American researchers believe they've recorded spontaneous mimicry of the human voice by a Beluga whale.
While other marine mammals have been taught to mimic human speech, scientists say this particular whale appeared to copy human voices deliberately and unprompted.
But the BBC reports researchers have heard a whale named NOC, aged nine, make sounds octaves below normal, in clipped bursts.
They have outlined in Current Biology just how NOC did it.
But the first mystery was figuring out where the sound was coming from.
Belgua whales are known as "canaries of the sea" for their high-pitched chirps, and while a number of anecdotal reports of whales making human-like speech, none had ever been recorded.
When a diver at the National Marine Mammal Foundation in California surfaced saying, "Who told me to get out?" the researchers there knew they had another example on their hands.
Once they identified NOC as the culprit, they recorded his behaviour.
They found that vocal bursts averaged about three per second, with pauses reminiscent of human speech.
Analysis of the recordings showed that the frequencies within them were spread out into "harmonics" in a way very unlike whales' normal vocalisations and more like those of humans.
They then rewarded NOC for the speech-like sounds to teach him to make them on command and fitted him with a pressure transducer within his nasal cavity, where sounds are produced, to monitor just what was going on.
The BBC reports they found that he was able to rapidly change the pressure within his nasal cavity to produce the sounds.

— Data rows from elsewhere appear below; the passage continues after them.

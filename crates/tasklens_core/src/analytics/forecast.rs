//! Duration forecast from comparable completed tasks.

use crate::model::task::{Priority, Task};
use serde::Serialize;

#[derive(Debug, Clone, Copy, PartialEq, Eq, Serialize)]
#[serde(rename_all = "snake_case")]
pub enum ForecastConfidence {
    Low,
    Medium,
    High,
}

#[derive(Debug, Clone, Copy, PartialEq, Eq, Serialize)]
#[serde(rename_all = "snake_case")]
pub enum ForecastBasis {
    /// No comparable history; fixed per-priority guess.
    DefaultEstimate,
    /// Number of comparable tasks averaged.
    SimilarTasks(usize),
}

#[derive(Debug, Clone, Copy, PartialEq, Eq, Serialize)]
pub struct CompletionForecast {
    pub estimated_minutes: u32,
    pub confidence: ForecastConfidence,
    pub basis: ForecastBasis,
    /// `(min, max)` minutes; only present for history-based forecasts.
    pub range: Option<(u32, u32)>,
}

fn default_estimate(priority: Priority) -> u32 {
    match priority {
        Priority::High => 180,
        Priority::Medium => 120,
        Priority::Low => 60,
    }
}

/// Predicts how long `task` will take.
///
/// Comparable tasks are completed, share priority and project, and recorded
/// `actual_minutes`.
pub fn predict_completion(task: &Task, history: &[Task]) -> CompletionForecast {
    let samples: Vec<u32> = history
        .iter()
        .filter(|past| {
            past.completed && past.priority == task.priority && past.project_id == task.project_id
        })
        .filter_map(|past| past.actual_minutes)
        .collect();

    if samples.is_empty() {
        return CompletionForecast {
            estimated_minutes: default_estimate(task.priority),
            confidence: ForecastConfidence::Low,
            basis: ForecastBasis::DefaultEstimate,
            range: None,
        };
    }

    let average =
        samples.iter().map(|m| f64::from(*m)).sum::<f64>() / samples.len() as f64;
    let raw_confidence = (samples.len() * 20).min(90);
    let confidence = if raw_confidence > 70 {
        ForecastConfidence::High
    } else if raw_confidence > 40 {
        ForecastConfidence::Medium
    } else {
        ForecastConfidence::Low
    };

    CompletionForecast {
        estimated_minutes: average.round() as u32,
        confidence,
        basis: ForecastBasis::SimilarTasks(samples.len()),
        range: Some(((average * 0.7).round() as u32, (average * 1.3).round() as u32)),
    }
}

To amplify the comparatively low-frequency parts of the vocalisations, he over-inflated what is known at the vestibular sac in his blowhole - which normally acts to stop water entering the lungs.
In short, the mimicry was no easy task for NOC.
"Our observations suggest that the whale had to modify its vocal mechanics in order to make the speech-like sounds," said National Marine Mammal Foundation president Sam Ridgway.
"The sounds we heard were clearly an example of vocal learning by the white whale."